§ ABOUT THIS EXERCISE
Take the data below. Output it exactly from its first line through the line containing "not valid UTF-8.".

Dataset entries
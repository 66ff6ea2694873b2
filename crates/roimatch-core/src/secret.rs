//! Fernet decryption for secrets stored encrypted at rest.

use crate::ConfigError;

/// Decrypt a Fernet token with a url-safe base64 key and return the
/// plaintext as UTF-8.
///
/// # Errors
///
/// Returns [`ConfigError::Decrypt`] if the key is malformed, the token fails
/// authentication, or the plaintext is not valid UTF-8.
pub fn decrypt_fernet(token: &str, key: &str) -> Result<String, ConfigError> {
    let fernet = fernet::Fernet::new(key.trim())
        .ok_or_else(|| ConfigError::Decrypt("encryption key is not a valid Fernet key".into()))?;

    let plaintext = fernet
        .decrypt(token.trim())
        .map_err(|_| ConfigError::Decrypt("token could not be authenticated".into()))?;

    String::from_utf8(plaintext)
        .map_err(|e| ConfigError::Decrypt(format!("plaintext is not UTF-8: {e}")))
}
//! Database operations for the `creators` table.

use chrono::{DateTime, Utc};
use roimatch_core::Creator;
use sqlx::PgPool;

use crate::DbError;

/// A row from the `creators` table.
#[derive(Debug, Clone, sqlx::FromRow)]
pub struct CreatorRow {
    pub creator_id: i64,
    pub username: String,
    pub follower_count: i64,
    pub niche: String,
    pub platform: String,
    pub bio: String,
    pub created_at: DateTime<Utc>,
}

impl TryFrom<CreatorRow> for Creator {
    type Error = DbError;

    fn try_from(row: CreatorRow) -> Result<Self, Self::Error> {
        Ok(Creator {
            id: row.creator_id,
            username: row.username,
            follower_count: u64::try_from(row.follower_count).map_err(|_| {
                DbError::InvalidRow(format!(
                    "creator {} has negative follower_count",
                    row.creator_id
                ))
            })?,
            niche: row.niche,
            platform: row.platform.parse()?,
            bio: row.bio,
        })
    }
}

/// Insert creators in one transaction. A `(username, platform)` pair that
/// already exists keeps its first-seen row.
///
/// Returns the number of rows actually inserted. The provisional `id` on
/// each [`Creator`] is ignored; the database assigns `creator_id`.
///
/// # Errors
///
/// Returns [`DbError::Sqlx`] if any insert fails; nothing is committed.
pub async fn insert_creators(pool: &PgPool, creators: &[Creator]) -> Result<u64, DbError> {
    let mut tx = pool.begin().await?;
    let mut inserted = 0u64;

    for c in creators {
        let result = sqlx::query(
            "INSERT INTO creators (username, follower_count, niche, platform, bio) \
             VALUES ($1, $2, $3, $4, $5) \
             ON CONFLICT (username, platform) DO NOTHING",
        )
        .bind(&c.username)
        .bind(i64::try_from(c.follower_count).unwrap_or(i64::MAX))
        .bind(&c.niche)
        .bind(c.platform.as_str())
        .bind(&c.bio)
        .execute(&mut *tx)
        .await?;
        inserted += result.rows_affected();
    }

    tx.commit().await?;
    Ok(inserted)
}

/// All creators, ordered by `creator_id`.
///
/// # Errors
///
/// Returns [`DbError::Sqlx`] if the query fails, or [`DbError::InvalidRow`]
/// if a stored platform is not a known value.
pub async fn list_creators(pool: &PgPool) -> Result<Vec<Creator>, DbError> {
    let rows = sqlx::query_as::<_, CreatorRow>(
        "SELECT creator_id, username, follower_count, niche, platform, bio, created_at \
         FROM creators \
         ORDER BY creator_id",
    )
    .fetch_all(pool)
    .await?;

    rows.into_iter().map(Creator::try_from).collect()
}

/// # Errors
///
/// Returns [`DbError::Sqlx`] if the query fails.
pub async fn count_creators(pool: &PgPool) -> Result<i64, DbError> {
    let n = sqlx::query_scalar::<_, i64>("SELECT COUNT(*) FROM creators")
        .fetch_one(pool)
        .await?;
    Ok(n)
}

§ RESPONSE TO THIS TASK
repository 66ff6ea2694873b2
filename crates/roimatch-core/src/secret.rs
//! Fernet decryption for secrets stored encrypted at rest.

use crate::ConfigError;

/// Decrypt a Fernet token with a url-safe base64 key and return the
/// plaintext as UTF-8.
///
/// # Errors
///
/// Returns [`ConfigError::Decrypt`] if the key is malformed, the token fails
/// authentication, or the plaintext is not valid UTF-8.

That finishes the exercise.